Key words: Alport syndrome, genotype-phenotype, clinical treatment, follow-up

摘要: 目的    分析42例儿童Alport综合征(Alport syndrome,AS)的基因型与表型特点,探讨血管紧张素转化酶抑制剂(angiotensin-converting enzyme inhibitor,ACEI)和血管紧张素Ⅱ受体阻滞剂(angiotensin receptor blocker,ARB)在Alport综合征不同基因突变类型的疗效。

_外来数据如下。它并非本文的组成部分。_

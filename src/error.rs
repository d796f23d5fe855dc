//! Error types for the draft engine
//!
//! This module defines all error types using anyhow for consistent error handling
//! throughout the application. Typed variants are converted with `.into()` and
//! recovered by callers through `downcast_ref::<DraftError>()`.

/// Result type alias for convenience
pub type Result<T> = anyhow::Result<T>;

/// Custom error types for specific draft scenarios
#[derive(Debug, Clone, PartialEq, thiserror::Error)]
pub enum DraftError {
    #[error("Rating anchors are invalid: {reason}")]
    InvalidAnchors { reason: String },

    #[error("No rating available for participant: {participant_id}")]
    UnknownRating { participant_id: String },

    #[error("No eligible participants to place on the wheel")]
    EmptyPopulation,

    #[error("The draw pool is empty")]
    EmptyPool,

    #[error("No segment matched angle {angle}")]
    NoSegmentMatched { angle: f64 },

    #[error("Participant has no positive weight: {participant_id}")]
    InvalidWeight { participant_id: String },

    #[error("A spin is already in progress")]
    SpinInProgress,

    #[error("No spin is in progress")]
    NotSpinning,

    #[error("Participant not found: {participant_id}")]
    ParticipantNotFound { participant_id: String },

    #[error("Duplicate participant: {participant_id}")]
    DuplicateParticipant { participant_id: String },

    #[error("Participant source failed: {message}")]
    SourceError { message: String },

    #[error("Configuration error: {message}")]
    ConfigurationError { message: String },
}

impl DraftError {
    /// Extract a typed draft error from an anyhow error, if it carries one
    pub fn from_anyhow(error: &anyhow::Error) -> Option<&DraftError> {
        error.downcast_ref::<DraftError>()
    }
}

方法    选取2016年1月至2022年12月期间在广州市红十字会医院儿科及广州市第一人民医院儿科收治的Alport综合征的患儿共42例,所有确诊病例均行基因检测确诊,同时接受ACEI和(或)ARB治疗。随访3年(2020年1月至2022年12月),记录患儿年龄、性别、病程、基因检测分型结果,比较监测随访期间的检验指标,包括:24h尿蛋白定量(mg)、尿红细胞计数(个/μL)、血浆清蛋白(ALB,g/L)、尿素氮(BUN,mmol/L)、血肌酐(Scr,μmol/L)、总胆固醇(TC,mmol/L)情况以及预后。结果    42例AS患儿中,COL4A3/COL4A4基因突变16例,COL4A5基因突变26例。基因检测提示错义突变有19例,非错义突变有23例,包括无义突变有11例,剪接突变9例,移码突变3例。其中16例AS患儿有阳性家族史,错义突变和非错义突变在阳性家族史中差异有统计学意义(P<0.05)。AS常以肉眼血尿或镜下血尿起病,并逐渐出现蛋白尿,错义突变与非错义突变起病时表现形式差异无统计学意义(P>0.05);但非错义突变患儿有大量血尿及肾病水平的蛋白尿(P<0.05),容易出现听力异常和眼部异常等肾外表现,并更早进入终末期肾病(end stage renal disease,ESRD)。早期应用ACEI联合ARB药物能有效降低血尿及蛋白尿(P<0.05),延缓肾功能衰竭的进展。与错义突变相比,非错义突变患儿治疗后血尿和蛋白尿下降幅度更大,但仍维持在较高水平。结论    基因型影响AS患儿疾病严重程度,ACEI联合ARB药物可显著降低AS患儿血尿及蛋白尿,延缓进展至ESRD,其疗效可能与基因型相关。